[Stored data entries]
········
// Token authentication for the intent API.
//
// `POST /dna/system/api/v1/auth/token` with HTTP basic auth returns a
// short-lived token that every later request carries as `X-Auth-Token`.

use secrecy::{ExposeSecret, SecretString};
use tracing::debug;

use crate::client::{CatalystClient, preview};
use crate::error::Error;
use crate::models::TokenResponse;

const TOKEN_PATH: &str = "dna/system/api/v1/auth/token";

/// Username/password pair used to mint tokens.
#[derive(Debug, Clone)]
pub struct Credentials {
    pub username: String,
    pub password: SecretString,
}

impl Credentials {
    pub fn new(username: impl Into<String>, password: SecretString) -> Self {
        Self {
            username: username.into(),
            password,
        }
    }
}

/// A bearer token issued by the controller.
#[derive(Debug, Clone)]
pub struct AuthToken(SecretString);

impl AuthToken {
    pub fn new(token: impl Into<String>) -> Self {
        Self(SecretString::from(token.into()))
    }

    pub(crate) fn expose(&self) -> &str {
        self.0.expose_secret()
    }
}

impl CatalystClient {
    /// Exchange credentials for a fresh token.
    pub async fn login(&self, credentials: &Credentials) -> Result<AuthToken, Error> {
        let url = self.url(TOKEN_PATH)?;
        debug!(username = %credentials.username, "requesting auth token");

        let resp = self
            .http()
            .post(url)
            .basic_auth(
                &credentials.username,
                Some(credentials.password.expose_secret()),
            )
            .send()
            .await?;

        let status = resp.status();
        if status == reqwest::StatusCode::UNAUTHORIZED || status == reqwest::StatusCode::FORBIDDEN
        {
            let body = resp.text().await.unwrap_or_default();
            return Err(Error::Authentication {
                message: if body.is_empty() {
                    format!("controller rejected credentials (HTTP {status})")
                } else {
                    format!("HTTP {status}: {}", preview(&body))
                },
            });
        }

        let token: TokenResponse = self.handle_response(resp).await?;
        debug!("auth token issued");
        Ok(AuthToken::new(token.token))
    }
}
········
* **What you will do**
What you retype should run from the first line of the entries above through the line containing "use crate::models::TokenResponse;", exactly and in full.

* **Reply**
// Token authentication for the intent API.
//
// `POST /dna/system/api/v1/auth/token` with HTTP basic auth returns a
// short-lived token that every later request carries as `X-Auth-Token`.

use secrecy::{ExposeSecret, SecretString};
use tracing::debug;

use crate::client::{CatalystClient, preview};
use crate::error::Error;
use crate::models::TokenResponse;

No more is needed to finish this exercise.